(Data entries)

▶

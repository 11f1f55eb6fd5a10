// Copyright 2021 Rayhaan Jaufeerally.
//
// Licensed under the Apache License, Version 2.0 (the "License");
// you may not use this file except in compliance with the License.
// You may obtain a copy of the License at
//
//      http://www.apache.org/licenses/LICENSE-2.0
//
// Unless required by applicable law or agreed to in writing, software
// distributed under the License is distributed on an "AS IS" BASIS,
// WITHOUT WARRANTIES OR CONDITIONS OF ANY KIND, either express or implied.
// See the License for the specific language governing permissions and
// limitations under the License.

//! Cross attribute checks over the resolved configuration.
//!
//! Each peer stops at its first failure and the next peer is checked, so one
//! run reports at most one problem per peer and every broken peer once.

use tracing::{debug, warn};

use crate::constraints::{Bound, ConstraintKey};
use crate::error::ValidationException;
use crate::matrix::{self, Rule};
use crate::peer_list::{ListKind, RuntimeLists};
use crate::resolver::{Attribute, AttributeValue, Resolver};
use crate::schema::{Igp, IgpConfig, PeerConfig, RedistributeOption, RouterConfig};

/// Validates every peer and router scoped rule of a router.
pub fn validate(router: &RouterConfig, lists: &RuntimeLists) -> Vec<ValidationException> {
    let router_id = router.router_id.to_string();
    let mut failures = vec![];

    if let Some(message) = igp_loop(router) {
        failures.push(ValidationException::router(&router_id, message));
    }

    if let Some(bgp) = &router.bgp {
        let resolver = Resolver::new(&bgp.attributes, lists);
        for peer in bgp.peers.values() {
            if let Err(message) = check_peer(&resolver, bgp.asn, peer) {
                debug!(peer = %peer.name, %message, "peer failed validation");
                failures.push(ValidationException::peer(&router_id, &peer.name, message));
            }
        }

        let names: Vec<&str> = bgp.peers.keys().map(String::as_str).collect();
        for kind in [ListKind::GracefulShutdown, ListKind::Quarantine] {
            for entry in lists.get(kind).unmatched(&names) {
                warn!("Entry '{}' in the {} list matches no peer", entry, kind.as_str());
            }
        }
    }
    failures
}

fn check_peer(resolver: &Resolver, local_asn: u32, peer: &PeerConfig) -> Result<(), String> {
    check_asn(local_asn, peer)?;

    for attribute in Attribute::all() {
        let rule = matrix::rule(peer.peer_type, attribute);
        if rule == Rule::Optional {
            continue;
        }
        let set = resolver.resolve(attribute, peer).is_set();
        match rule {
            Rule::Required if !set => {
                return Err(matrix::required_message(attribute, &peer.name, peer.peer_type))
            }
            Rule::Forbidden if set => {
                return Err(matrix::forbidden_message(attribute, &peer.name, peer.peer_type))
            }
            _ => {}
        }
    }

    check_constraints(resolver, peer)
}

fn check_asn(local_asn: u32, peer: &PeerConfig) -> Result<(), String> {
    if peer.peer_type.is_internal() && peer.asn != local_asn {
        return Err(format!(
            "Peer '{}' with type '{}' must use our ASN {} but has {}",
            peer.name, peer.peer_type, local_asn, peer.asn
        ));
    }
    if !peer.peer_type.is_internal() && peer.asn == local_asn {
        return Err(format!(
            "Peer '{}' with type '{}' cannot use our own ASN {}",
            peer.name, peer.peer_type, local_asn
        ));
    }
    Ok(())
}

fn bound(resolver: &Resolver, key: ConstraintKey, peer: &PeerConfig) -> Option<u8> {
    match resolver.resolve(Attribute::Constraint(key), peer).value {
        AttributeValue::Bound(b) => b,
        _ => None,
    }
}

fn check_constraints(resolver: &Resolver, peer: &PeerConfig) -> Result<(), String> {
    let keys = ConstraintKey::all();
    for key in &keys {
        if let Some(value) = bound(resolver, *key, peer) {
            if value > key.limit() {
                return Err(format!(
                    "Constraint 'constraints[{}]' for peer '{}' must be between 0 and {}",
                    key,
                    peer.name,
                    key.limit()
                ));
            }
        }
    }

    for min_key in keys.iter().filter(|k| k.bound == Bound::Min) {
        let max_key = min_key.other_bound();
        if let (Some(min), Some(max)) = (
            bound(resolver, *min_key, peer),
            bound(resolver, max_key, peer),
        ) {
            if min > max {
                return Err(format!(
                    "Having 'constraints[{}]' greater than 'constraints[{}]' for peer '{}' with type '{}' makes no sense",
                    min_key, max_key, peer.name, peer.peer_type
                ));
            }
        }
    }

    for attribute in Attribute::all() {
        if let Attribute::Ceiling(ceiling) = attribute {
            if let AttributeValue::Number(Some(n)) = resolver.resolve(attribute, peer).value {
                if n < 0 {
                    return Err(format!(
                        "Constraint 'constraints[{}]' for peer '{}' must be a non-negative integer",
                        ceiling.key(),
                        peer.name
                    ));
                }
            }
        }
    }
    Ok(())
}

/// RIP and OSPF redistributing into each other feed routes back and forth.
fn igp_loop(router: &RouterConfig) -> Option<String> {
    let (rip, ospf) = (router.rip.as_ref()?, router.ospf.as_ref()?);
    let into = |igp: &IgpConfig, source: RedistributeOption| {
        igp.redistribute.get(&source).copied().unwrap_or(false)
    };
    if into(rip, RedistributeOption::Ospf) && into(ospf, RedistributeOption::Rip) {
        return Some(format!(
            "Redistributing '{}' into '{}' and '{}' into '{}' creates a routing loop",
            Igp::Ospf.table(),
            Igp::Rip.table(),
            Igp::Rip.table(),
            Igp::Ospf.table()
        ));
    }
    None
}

◀
▶

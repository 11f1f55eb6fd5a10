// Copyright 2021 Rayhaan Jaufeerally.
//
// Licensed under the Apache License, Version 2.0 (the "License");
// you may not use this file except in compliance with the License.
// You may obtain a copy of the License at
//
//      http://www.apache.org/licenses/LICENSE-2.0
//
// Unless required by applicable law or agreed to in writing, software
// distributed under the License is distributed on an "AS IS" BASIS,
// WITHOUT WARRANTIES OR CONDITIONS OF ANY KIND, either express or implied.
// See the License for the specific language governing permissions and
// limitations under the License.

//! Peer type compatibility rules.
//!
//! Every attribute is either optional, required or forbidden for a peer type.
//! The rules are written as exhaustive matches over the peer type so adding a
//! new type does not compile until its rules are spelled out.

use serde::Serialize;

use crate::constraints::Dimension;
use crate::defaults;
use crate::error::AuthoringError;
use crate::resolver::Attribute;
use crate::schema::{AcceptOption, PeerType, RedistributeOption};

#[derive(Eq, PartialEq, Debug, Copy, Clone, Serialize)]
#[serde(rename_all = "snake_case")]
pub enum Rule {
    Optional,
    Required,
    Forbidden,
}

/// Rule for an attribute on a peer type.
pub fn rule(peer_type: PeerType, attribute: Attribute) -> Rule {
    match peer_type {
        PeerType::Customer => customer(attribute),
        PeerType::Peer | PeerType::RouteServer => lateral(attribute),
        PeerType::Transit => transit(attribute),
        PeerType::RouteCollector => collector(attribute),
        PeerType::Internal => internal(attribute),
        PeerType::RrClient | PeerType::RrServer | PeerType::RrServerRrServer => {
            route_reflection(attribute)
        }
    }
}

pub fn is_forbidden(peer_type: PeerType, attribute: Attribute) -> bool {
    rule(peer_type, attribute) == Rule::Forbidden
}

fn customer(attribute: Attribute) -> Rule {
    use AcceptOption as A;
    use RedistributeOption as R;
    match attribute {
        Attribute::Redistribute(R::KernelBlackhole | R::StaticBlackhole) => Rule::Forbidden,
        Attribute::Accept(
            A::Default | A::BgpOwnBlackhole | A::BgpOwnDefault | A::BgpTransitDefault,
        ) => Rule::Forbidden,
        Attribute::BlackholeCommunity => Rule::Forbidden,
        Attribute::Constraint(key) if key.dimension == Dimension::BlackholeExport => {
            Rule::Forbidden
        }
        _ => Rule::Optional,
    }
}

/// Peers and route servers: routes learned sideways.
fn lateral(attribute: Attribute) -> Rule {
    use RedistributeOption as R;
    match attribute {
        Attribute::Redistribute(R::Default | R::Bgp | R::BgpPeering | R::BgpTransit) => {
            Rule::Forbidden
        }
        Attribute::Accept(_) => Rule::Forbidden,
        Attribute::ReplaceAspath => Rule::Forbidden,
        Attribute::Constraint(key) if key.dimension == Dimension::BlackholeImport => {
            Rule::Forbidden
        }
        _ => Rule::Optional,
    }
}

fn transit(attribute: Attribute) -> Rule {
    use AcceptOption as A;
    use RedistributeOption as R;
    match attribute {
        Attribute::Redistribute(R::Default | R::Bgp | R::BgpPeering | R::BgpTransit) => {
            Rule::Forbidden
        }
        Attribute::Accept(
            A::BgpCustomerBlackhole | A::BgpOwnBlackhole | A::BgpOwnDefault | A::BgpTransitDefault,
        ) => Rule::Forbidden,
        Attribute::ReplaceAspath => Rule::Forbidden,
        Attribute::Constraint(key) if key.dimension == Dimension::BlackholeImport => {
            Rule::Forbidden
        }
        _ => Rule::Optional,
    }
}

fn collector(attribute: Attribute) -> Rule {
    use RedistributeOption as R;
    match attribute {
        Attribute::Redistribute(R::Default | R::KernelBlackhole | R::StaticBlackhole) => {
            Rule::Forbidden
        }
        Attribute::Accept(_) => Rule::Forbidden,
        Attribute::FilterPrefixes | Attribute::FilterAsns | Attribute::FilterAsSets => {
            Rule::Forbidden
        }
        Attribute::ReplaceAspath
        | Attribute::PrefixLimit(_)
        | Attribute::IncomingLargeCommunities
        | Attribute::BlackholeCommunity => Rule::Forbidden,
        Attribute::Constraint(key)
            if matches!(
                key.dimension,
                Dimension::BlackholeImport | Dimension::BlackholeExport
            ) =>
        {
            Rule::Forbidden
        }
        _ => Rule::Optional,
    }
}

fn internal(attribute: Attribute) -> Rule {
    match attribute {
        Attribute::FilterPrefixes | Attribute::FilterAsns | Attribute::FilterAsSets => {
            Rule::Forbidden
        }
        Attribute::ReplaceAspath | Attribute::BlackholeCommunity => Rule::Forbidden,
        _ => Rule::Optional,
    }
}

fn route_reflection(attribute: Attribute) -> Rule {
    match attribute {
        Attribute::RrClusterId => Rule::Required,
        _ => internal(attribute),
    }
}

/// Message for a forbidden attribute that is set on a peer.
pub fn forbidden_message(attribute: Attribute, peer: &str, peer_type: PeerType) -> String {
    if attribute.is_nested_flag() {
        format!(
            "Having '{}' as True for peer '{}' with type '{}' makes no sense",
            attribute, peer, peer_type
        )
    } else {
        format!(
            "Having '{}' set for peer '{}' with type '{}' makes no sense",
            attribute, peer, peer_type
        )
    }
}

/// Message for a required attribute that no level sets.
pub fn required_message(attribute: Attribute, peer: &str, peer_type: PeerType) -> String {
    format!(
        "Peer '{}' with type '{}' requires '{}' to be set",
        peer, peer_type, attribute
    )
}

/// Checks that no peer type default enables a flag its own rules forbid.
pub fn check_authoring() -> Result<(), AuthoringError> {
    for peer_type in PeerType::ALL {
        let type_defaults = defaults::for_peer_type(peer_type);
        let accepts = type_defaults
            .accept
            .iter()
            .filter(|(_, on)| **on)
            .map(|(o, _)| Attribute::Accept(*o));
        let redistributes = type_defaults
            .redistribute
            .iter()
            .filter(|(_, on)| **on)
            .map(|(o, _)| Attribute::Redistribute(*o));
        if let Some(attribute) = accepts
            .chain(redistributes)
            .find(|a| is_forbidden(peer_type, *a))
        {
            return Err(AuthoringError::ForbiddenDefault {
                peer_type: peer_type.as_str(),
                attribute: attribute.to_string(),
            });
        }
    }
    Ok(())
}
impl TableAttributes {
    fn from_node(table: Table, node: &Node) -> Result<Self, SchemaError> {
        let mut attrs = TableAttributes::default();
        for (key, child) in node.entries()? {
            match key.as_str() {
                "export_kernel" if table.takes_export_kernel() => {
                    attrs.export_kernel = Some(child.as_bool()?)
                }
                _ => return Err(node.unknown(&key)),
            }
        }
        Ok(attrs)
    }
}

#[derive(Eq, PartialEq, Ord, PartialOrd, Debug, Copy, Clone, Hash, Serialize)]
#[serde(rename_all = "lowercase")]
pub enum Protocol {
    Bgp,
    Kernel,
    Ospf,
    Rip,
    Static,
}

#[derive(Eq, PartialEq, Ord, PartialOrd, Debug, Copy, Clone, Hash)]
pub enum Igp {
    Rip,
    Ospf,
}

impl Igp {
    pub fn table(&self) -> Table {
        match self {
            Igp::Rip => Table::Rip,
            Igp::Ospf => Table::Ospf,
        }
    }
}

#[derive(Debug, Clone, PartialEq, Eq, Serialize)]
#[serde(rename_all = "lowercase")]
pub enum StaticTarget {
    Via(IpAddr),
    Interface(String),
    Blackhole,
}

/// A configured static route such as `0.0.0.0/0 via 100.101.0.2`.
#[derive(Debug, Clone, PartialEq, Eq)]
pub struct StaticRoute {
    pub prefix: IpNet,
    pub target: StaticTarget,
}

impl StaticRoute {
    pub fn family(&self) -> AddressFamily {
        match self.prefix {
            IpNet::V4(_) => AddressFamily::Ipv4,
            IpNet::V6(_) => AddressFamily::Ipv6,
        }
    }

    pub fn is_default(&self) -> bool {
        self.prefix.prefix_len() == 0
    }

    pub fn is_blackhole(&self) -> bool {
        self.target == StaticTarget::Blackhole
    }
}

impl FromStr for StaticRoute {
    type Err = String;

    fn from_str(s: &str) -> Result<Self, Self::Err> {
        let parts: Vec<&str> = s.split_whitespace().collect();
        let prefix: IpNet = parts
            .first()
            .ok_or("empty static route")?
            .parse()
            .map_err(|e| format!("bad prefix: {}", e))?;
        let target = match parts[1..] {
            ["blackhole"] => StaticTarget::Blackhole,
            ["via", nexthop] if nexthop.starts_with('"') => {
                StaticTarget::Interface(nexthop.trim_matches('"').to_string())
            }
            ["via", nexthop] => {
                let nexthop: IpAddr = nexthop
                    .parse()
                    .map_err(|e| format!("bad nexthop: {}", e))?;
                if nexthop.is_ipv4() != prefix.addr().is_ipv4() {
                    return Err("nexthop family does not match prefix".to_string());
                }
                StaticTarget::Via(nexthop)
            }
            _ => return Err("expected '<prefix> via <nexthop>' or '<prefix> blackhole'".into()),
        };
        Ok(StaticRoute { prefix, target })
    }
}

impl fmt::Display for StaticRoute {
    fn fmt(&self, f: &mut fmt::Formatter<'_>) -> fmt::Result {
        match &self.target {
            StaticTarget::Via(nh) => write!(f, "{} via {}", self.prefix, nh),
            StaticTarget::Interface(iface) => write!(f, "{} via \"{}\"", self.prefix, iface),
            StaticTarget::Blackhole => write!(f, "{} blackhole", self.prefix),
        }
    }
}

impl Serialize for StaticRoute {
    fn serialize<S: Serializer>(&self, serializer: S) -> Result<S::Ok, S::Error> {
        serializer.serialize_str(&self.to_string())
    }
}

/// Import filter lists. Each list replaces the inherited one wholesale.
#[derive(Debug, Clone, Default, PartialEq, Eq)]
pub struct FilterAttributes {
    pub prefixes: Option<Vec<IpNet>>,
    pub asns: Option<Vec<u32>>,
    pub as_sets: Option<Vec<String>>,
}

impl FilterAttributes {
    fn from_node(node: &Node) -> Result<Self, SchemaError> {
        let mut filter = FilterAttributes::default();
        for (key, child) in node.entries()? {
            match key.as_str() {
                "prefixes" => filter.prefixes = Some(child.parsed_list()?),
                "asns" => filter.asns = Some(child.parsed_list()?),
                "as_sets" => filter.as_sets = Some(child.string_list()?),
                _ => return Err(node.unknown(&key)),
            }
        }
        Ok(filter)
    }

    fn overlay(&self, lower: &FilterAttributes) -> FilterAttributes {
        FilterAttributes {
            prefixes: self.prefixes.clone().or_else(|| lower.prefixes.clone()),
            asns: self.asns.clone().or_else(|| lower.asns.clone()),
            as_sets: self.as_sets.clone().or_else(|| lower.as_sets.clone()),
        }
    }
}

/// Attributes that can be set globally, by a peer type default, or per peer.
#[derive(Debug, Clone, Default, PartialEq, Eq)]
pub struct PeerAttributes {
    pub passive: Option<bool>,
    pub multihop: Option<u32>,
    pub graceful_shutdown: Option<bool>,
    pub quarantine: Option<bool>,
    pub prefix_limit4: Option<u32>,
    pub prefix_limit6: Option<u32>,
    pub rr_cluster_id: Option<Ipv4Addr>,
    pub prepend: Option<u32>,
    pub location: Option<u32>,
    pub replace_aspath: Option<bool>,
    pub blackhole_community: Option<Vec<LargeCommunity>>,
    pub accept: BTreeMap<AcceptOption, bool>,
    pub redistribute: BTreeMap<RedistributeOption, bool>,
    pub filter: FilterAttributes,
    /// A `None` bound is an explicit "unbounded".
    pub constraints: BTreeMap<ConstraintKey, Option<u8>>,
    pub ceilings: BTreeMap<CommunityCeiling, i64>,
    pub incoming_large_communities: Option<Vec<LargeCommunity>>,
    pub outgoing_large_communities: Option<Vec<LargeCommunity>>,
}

◀

Try it — Search the data above for the word "AttributeValue". Copy each line it is in.

Solution to this task —
use crate::resolver::{Attribute, AttributeValue, Resolver};
        AttributeValue::Bound(b) => b,
            if let AttributeValue::Number(Some(n)) = resolver.resolve(attribute, peer).value {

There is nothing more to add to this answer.